▸ **ACTIVITY**
Take the material below and restate it word for word, stopping after the line in which "push in path order." occurs.

▸ **DATASET CONTENT**

//! Parameters bound while resolving a parametric route.

use smallvec::SmallVec;

/// Number of parameters held inline before spilling to the heap.
pub const INLINE_PARAMS: usize = 4;

/// One bound parameter: the name from the pattern and the matched segment.
#[derive(Debug, Clone, Copy, PartialEq, Eq)]
pub struct Param<'a> {
    /// Parameter name, without the leading marker.
    pub name: &'a str,
    /// The concrete path segment bound to it.
    pub value: &'a str,
}

/// Ordered parameters of a resolution, in left-to-right path order.
///
/// Names borrow from the routing table and values from the request path, so
/// a lookup with up to [`INLINE_PARAMS`] parameters performs no allocation.
/// Longer routes spill to the heap instead of dropping parameters.
#[derive(Debug, Clone, Default, PartialEq, Eq)]
pub struct Params<'a> {
    inner: SmallVec<[Param<'a>; INLINE_PARAMS]>,
}

impl<'a> Params<'a> {
    /// Creates an empty parameter list.
    #[must_use]
    pub fn new() -> Self {
        Self::default()
    }

    /// Appends a binding; lookups push in path order.
    pub fn push(&mut self, name: &'a str, value: &'a str) {
        self.inner.push(Param { name, value });
    }

    /// Returns the value bound to `name`, if any.
    #[must_use]
    pub fn get(&self, name: &str) -> Option<&'a str> {
        self.inner
            .iter()
            .find(|param| param.name == name)
            .map(|param| param.value)
    }

    /// Number of bound parameters.
    #[must_use]
    pub fn len(&self) -> usize {
        self.inner.len()
    }

    /// Returns true if nothing was bound.
    #[must_use]
    pub fn is_empty(&self) -> bool {
        self.inner.is_empty()
    }

    /// Returns true if the parameters outgrew the inline buffer.
    #[must_use]
    pub fn spilled(&self) -> bool {
        self.inner.spilled()
    }

    /// Iterates parameters in path order.
    pub fn iter(&self) -> impl Iterator<Item = &Param<'a>> {
        self.inner.iter()
    }
}

impl<'p, 'a> IntoIterator for &'p Params<'a> {
    type Item = &'p Param<'a>;
    type IntoIter = std::slice::Iter<'p, Param<'a>>;

    fn into_iter(self) -> Self::IntoIter {
        self.inner.iter()
    }
}
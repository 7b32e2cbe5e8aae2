#![allow(dead_code)]

use std::sync::{Arc, Mutex};

use zepto::{from_fn, handler_fn, Handler, Middleware, Request, Response, Router, RouterBuilder};

pub type Trace = Arc<Mutex<Vec<String>>>;

/// Handler answering with `name` as a text body.
pub fn tag(name: &'static str) -> Handler {
    handler_fn(move |_req: Request| async move { Ok(Response::text(name)) })
}

/// Handler echoing its bound parameters as `name=value` pairs joined by `&`.
pub fn echo_params() -> Handler {
    handler_fn(|req: Request| async move {
        let pairs: Vec<String> = req
            .params
            .iter()
            .map(|(name, value)| format!("{name}={value}"))
            .collect();
        Ok(Response::text(pairs.join("&")))
    })
}

/// Handler that records `H` into `trace` before answering.
pub fn traced(trace: &Trace) -> Handler {
    let trace = Arc::clone(trace);
    handler_fn(move |_req: Request| {
        let trace = Arc::clone(&trace);
        async move {
            trace.lock().unwrap().push("H".to_string());
            Ok(Response::ok())
        }
    })
}

/// Adapter recording `{name}-before` and `{name}-after` around the handler.
pub fn recorder(name: &'static str, trace: &Trace) -> impl Middleware {
    let trace = Arc::clone(trace);
    from_fn(move |req: Request, next: Handler| {
        let trace = Arc::clone(&trace);
        async move {
            trace.lock().unwrap().push(format!("{name}-before"));
            let res = next(req).await;
            trace.lock().unwrap().push(format!("{name}-after"));
            res
        }
    })
}

pub fn build(f: impl FnOnce(RouterBuilder) -> zepto::Result<RouterBuilder>) -> Router {
    f(Router::builder())
        .unwrap_or_else(|e| panic!("Failed to build router: {e}"))
        .build()
}

pub async fn body(router: &Router, request: Request) -> (u16, String) {
    let res = router.handle(request).await;
    let body = res.body_string().unwrap_or_default();
    (res.status, body)
}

▸ **EXERCISE RESULT**
//! Parameters bound while resolving a parametric route.

use smallvec::SmallVec;

/// Number of parameters held inline before spilling to the heap.
pub const INLINE_PARAMS: usize = 4;

/// One bound parameter: the name from the pattern and the matched segment.
#[derive(Debug, Clone, Copy, PartialEq, Eq)]
pub struct Param<'a> {
    /// Parameter name, without the leading marker.
    pub name: &'a str,
    /// The concrete path segment bound to it.
    pub value: &'a str,
}

/// Ordered parameters of a resolution, in left-to-right path order.
///
/// Names borrow from the routing table and values from the request path, so
/// a lookup with up to [`INLINE_PARAMS`] parameters performs no allocation.
/// Longer routes spill to the heap instead of dropping parameters.
#[derive(Debug, Clone, Default, PartialEq, Eq)]
pub struct Params<'a> {
    inner: SmallVec<[Param<'a>; INLINE_PARAMS]>,
}

impl<'a> Params<'a> {
    /// Creates an empty parameter list.
    #[must_use]
    pub fn new() -> Self {
        Self::default()
    }

    /// Appends a binding; lookups push in path order.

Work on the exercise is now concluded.